-- RECORDS TO USE --
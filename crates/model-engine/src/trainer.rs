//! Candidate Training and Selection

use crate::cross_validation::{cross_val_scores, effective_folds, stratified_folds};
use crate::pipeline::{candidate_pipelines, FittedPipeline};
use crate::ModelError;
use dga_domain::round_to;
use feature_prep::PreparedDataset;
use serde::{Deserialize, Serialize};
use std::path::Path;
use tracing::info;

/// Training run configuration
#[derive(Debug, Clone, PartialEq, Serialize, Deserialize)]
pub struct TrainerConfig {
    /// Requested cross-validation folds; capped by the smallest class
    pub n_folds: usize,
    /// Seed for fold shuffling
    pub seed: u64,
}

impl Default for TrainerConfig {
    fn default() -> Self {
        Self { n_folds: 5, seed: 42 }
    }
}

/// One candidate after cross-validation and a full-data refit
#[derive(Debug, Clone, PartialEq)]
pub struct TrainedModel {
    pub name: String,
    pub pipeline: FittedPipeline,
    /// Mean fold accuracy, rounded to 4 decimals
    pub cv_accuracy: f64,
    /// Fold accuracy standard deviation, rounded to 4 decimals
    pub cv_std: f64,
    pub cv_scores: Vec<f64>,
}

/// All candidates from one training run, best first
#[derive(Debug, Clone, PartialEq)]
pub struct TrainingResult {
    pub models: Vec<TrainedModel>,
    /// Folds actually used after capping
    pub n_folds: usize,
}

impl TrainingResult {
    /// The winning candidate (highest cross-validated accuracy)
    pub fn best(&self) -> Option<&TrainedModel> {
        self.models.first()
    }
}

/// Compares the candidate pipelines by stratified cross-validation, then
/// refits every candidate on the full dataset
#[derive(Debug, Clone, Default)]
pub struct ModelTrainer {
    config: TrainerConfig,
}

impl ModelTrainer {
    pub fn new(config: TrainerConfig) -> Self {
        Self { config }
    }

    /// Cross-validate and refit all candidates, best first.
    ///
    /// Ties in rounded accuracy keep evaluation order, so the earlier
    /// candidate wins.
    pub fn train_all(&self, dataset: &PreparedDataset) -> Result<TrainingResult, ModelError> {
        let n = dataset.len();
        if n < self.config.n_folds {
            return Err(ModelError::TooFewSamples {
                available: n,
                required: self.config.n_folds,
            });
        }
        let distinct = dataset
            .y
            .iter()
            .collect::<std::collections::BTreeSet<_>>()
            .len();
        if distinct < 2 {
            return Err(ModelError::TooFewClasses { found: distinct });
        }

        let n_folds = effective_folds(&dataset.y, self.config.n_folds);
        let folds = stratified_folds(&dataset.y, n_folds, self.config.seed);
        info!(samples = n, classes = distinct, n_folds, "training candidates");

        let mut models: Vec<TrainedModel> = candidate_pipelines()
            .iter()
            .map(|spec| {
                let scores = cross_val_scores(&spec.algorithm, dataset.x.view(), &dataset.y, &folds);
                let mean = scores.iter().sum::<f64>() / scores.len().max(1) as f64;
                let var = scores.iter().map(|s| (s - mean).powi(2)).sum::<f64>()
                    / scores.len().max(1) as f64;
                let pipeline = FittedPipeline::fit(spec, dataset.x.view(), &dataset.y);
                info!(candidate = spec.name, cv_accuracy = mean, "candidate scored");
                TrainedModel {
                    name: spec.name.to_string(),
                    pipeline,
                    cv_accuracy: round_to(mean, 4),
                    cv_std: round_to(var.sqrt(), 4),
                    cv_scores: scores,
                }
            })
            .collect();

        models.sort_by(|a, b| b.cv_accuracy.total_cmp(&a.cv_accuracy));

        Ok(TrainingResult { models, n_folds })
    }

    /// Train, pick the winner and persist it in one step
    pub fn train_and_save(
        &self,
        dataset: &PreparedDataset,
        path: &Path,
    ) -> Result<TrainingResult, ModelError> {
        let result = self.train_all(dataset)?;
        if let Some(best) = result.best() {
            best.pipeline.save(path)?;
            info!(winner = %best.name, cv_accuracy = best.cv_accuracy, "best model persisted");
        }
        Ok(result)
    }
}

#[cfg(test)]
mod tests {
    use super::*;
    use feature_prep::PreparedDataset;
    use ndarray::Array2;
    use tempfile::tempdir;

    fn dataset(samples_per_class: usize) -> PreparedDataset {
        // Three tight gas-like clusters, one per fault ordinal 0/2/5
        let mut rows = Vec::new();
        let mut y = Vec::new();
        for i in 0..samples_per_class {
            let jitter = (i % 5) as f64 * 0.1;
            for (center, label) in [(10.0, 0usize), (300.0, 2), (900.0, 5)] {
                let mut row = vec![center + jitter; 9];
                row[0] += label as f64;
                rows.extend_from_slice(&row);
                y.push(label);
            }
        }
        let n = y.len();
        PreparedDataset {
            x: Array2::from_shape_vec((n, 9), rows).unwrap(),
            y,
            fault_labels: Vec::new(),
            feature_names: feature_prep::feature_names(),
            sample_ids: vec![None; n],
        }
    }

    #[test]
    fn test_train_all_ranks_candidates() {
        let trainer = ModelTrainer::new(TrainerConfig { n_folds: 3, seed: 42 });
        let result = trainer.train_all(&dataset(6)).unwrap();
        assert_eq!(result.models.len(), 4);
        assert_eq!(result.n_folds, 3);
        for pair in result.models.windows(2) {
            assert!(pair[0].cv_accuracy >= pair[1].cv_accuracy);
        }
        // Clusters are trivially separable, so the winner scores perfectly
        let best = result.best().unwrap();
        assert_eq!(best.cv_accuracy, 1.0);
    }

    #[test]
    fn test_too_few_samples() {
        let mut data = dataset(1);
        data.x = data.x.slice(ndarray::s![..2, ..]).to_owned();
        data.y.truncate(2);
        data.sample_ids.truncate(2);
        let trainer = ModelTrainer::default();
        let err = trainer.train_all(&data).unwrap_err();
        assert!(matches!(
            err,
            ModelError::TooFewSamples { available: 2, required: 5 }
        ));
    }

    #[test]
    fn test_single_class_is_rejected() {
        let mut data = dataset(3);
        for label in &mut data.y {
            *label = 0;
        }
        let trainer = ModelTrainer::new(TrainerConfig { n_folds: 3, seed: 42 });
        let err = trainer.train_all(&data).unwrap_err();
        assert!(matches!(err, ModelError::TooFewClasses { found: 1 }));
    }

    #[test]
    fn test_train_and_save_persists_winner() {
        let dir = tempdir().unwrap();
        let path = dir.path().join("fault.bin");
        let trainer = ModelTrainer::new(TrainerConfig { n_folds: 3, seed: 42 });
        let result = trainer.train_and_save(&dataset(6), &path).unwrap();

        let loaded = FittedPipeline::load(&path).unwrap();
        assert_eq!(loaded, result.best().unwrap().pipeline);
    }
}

---

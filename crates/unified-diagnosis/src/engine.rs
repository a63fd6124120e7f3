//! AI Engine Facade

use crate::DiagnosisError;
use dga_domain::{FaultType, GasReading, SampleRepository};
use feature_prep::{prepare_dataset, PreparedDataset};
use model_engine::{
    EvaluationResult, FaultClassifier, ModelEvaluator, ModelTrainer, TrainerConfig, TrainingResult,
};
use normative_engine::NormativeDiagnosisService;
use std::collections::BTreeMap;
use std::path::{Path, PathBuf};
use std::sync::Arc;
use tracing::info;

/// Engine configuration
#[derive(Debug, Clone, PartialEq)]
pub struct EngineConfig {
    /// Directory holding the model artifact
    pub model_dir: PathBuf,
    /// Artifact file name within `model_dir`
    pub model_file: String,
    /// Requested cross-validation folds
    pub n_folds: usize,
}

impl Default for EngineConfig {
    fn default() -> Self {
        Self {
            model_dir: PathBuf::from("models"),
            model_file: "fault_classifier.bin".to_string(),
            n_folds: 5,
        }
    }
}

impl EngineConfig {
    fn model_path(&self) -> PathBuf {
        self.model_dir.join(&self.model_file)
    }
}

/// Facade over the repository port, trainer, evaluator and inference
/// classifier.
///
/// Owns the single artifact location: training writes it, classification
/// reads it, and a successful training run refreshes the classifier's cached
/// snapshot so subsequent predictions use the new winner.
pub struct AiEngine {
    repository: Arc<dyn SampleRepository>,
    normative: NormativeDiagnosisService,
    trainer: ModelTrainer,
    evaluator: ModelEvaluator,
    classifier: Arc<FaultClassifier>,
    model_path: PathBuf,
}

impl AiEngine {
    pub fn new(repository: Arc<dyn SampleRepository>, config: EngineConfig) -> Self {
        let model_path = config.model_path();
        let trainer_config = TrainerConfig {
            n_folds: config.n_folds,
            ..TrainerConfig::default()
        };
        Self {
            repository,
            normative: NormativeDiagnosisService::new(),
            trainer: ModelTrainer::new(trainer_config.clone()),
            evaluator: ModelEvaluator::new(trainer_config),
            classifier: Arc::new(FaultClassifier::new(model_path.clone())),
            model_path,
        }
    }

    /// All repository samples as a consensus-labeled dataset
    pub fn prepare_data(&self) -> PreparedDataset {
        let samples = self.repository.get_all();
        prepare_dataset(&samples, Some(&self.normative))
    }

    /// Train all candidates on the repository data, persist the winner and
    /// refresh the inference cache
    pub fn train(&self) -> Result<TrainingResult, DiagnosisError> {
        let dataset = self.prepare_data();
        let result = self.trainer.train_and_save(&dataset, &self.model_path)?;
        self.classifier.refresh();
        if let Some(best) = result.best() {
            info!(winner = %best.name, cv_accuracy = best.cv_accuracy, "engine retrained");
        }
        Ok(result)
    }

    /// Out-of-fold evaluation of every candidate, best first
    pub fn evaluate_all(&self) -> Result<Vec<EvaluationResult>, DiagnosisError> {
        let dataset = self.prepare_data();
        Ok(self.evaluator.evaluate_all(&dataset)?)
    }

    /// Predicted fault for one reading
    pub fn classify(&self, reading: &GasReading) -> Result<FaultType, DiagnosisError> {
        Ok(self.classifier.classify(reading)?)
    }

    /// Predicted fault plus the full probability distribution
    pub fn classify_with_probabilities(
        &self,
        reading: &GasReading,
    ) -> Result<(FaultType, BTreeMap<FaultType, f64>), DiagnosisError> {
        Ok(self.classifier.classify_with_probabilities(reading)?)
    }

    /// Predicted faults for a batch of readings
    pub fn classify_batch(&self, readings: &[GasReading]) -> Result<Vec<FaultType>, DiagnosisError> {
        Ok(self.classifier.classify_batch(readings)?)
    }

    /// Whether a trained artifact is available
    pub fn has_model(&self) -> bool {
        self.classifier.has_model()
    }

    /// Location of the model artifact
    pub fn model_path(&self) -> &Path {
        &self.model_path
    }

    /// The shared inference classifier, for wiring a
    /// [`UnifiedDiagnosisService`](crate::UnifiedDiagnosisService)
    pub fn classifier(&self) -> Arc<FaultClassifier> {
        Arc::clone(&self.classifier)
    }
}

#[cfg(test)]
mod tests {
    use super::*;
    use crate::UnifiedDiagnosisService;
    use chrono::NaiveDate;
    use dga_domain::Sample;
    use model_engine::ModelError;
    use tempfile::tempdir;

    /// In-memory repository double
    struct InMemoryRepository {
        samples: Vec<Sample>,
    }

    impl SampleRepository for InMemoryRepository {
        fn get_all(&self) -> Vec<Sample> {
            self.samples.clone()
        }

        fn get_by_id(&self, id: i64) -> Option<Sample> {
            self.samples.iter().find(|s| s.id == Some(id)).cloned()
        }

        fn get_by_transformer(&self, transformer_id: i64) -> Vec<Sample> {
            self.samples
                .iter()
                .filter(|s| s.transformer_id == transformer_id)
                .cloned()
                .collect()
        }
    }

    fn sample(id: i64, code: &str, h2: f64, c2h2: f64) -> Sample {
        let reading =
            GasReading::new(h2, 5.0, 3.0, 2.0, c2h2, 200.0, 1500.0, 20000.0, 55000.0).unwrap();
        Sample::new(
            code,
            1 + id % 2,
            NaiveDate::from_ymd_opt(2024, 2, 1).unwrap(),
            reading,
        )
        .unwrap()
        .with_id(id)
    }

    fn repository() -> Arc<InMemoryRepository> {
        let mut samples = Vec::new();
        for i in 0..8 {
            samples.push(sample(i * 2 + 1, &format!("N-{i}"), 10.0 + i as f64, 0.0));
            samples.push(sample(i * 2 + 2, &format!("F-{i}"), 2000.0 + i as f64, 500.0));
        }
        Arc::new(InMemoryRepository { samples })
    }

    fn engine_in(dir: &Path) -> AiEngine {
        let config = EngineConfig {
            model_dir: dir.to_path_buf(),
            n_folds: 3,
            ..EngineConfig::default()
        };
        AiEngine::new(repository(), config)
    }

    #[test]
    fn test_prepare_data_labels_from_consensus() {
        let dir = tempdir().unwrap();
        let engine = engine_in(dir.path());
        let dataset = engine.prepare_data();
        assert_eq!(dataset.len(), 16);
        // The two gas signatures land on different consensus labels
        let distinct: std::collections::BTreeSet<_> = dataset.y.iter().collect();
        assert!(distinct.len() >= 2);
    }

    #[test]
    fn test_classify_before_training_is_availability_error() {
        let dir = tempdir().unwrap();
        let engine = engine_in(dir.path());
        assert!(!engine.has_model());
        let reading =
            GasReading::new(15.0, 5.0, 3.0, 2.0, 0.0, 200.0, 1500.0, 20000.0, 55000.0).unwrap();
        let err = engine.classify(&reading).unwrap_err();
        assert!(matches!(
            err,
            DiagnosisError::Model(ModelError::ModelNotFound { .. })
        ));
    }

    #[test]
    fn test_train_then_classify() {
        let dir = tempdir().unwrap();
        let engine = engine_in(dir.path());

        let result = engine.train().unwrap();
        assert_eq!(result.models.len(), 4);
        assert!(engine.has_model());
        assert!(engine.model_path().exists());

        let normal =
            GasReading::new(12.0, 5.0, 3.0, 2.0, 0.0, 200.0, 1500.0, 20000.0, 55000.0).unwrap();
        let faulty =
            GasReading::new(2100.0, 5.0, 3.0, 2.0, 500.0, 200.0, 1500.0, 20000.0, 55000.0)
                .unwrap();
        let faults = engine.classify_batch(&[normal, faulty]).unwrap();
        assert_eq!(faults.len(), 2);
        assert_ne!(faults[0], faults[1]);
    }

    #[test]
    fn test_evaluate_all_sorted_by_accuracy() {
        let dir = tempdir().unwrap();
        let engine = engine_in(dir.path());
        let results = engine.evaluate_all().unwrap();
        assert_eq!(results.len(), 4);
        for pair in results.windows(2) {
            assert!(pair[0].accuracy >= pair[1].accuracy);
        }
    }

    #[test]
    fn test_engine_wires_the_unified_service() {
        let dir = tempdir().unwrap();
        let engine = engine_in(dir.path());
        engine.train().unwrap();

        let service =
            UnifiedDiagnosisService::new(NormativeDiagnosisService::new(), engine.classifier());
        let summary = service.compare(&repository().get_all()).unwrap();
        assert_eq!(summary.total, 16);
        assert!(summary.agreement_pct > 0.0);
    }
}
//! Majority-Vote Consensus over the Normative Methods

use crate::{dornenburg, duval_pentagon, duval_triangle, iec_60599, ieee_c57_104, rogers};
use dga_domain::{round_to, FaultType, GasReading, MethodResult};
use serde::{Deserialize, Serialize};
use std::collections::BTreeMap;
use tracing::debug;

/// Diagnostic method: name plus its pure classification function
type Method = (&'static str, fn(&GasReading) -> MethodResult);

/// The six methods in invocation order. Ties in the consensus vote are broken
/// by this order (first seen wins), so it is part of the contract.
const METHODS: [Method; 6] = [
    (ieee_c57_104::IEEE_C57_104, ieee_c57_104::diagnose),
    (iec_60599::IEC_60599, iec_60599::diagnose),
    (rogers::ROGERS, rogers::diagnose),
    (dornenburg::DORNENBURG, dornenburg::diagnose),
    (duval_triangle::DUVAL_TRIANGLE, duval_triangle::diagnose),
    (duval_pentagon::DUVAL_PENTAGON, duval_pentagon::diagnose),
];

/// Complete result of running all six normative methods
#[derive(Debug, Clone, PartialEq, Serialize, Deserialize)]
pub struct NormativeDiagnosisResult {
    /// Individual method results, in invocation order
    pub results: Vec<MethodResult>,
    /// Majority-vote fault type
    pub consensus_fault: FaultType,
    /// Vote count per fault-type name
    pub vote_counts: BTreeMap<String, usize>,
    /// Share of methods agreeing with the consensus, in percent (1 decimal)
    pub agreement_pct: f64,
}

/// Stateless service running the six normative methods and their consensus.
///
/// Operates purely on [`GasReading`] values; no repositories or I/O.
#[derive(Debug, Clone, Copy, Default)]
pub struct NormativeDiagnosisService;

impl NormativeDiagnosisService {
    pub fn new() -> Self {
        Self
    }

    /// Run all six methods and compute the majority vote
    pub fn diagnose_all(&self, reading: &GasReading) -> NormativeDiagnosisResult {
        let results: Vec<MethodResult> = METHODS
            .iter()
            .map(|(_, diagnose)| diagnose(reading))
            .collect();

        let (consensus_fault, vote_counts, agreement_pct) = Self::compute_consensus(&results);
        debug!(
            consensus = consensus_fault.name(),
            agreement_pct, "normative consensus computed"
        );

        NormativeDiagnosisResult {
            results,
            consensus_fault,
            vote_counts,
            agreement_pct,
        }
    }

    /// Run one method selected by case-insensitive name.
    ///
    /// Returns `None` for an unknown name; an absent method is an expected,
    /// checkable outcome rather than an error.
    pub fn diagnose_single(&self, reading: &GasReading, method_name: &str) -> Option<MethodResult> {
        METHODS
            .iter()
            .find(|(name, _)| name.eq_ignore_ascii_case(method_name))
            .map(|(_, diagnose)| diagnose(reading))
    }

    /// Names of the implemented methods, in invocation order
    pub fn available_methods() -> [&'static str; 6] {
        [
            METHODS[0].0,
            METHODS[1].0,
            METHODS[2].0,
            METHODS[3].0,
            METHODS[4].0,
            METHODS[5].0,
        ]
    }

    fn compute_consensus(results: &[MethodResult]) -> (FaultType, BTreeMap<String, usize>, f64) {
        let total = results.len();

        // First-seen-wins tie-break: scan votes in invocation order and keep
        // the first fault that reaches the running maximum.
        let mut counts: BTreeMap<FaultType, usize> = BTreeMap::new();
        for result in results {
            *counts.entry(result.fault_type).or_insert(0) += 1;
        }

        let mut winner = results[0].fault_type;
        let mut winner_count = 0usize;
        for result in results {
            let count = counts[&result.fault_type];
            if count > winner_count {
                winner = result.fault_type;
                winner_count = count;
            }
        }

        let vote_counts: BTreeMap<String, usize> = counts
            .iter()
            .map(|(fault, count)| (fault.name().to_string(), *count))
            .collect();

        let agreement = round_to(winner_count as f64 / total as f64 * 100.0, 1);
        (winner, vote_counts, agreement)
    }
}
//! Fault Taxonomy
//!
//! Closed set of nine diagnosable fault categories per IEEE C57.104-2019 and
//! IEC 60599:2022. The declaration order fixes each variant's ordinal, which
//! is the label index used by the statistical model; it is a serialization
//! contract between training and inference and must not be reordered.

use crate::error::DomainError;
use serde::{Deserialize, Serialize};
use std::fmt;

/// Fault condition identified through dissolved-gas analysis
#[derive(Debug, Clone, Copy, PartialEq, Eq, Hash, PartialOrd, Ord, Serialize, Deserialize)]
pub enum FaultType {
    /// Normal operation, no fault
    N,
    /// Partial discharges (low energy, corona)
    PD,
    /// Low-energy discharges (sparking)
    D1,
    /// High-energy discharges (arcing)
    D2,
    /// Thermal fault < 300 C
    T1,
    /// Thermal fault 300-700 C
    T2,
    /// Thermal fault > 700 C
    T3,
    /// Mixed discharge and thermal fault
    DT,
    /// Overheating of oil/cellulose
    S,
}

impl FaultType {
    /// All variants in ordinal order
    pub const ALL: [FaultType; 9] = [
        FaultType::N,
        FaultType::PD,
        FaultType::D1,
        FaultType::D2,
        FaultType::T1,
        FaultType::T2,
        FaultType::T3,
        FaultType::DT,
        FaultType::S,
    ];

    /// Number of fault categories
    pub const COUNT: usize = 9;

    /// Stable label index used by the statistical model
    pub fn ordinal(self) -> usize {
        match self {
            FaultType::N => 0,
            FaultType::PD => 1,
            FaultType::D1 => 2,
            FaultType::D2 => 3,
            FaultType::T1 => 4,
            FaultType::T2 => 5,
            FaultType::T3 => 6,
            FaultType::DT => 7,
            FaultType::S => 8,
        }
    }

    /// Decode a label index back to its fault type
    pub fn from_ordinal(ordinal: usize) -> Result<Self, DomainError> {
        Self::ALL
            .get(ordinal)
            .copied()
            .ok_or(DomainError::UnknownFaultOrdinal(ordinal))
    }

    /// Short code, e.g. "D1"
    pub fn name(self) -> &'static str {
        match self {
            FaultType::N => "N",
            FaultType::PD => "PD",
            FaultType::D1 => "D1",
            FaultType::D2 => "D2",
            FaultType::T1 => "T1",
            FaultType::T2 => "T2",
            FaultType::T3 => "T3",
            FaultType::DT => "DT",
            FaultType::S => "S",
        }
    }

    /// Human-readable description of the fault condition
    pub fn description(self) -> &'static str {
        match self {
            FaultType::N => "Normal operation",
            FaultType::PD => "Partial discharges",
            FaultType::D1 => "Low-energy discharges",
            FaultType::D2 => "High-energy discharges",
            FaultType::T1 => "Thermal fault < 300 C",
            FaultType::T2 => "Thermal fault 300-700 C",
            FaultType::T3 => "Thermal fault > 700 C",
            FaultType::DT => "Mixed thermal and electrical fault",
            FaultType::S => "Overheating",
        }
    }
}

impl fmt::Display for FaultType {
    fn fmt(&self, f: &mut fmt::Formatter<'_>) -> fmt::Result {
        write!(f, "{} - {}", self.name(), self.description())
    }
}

==

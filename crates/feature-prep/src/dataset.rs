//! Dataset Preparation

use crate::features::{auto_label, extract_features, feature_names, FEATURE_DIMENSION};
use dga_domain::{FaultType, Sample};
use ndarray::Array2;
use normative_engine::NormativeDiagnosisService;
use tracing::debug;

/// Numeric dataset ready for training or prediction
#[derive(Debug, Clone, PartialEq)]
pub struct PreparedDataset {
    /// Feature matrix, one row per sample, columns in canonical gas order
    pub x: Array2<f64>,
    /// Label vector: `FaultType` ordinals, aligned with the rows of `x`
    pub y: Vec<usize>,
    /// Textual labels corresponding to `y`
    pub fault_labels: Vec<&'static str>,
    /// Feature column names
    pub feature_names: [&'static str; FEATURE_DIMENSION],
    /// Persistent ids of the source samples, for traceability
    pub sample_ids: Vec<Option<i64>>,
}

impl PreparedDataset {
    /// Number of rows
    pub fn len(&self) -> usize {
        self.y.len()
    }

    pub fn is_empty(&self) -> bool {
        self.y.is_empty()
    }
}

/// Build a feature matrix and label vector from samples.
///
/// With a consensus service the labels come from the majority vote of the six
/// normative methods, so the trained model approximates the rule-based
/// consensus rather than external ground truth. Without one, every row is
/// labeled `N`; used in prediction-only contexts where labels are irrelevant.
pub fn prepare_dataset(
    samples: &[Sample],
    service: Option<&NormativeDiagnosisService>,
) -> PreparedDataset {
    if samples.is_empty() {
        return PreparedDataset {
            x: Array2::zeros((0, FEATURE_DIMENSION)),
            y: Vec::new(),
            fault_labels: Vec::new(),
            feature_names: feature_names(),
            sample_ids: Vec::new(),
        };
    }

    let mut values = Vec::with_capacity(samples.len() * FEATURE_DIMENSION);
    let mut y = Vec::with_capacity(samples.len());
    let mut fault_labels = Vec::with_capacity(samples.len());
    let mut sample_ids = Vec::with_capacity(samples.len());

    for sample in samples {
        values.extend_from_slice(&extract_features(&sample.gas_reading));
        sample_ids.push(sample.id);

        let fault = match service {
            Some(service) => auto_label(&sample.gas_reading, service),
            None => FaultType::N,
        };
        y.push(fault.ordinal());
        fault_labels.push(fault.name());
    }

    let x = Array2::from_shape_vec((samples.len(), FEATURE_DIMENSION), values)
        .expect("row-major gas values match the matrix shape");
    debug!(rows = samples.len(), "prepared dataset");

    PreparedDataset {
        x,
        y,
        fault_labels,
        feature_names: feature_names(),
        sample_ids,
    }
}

-- WHAT IS REQUIRED --
Only the lines containing the word "EngineConfig" should be returned from the data above.

-- ANSWER BOX --
pub struct EngineConfig {
impl Default for EngineConfig {
impl EngineConfig {
    pub fn new(repository: Arc<dyn SampleRepository>, config: EngineConfig) -> Self {
        let config = EngineConfig {
            ..EngineConfig::default()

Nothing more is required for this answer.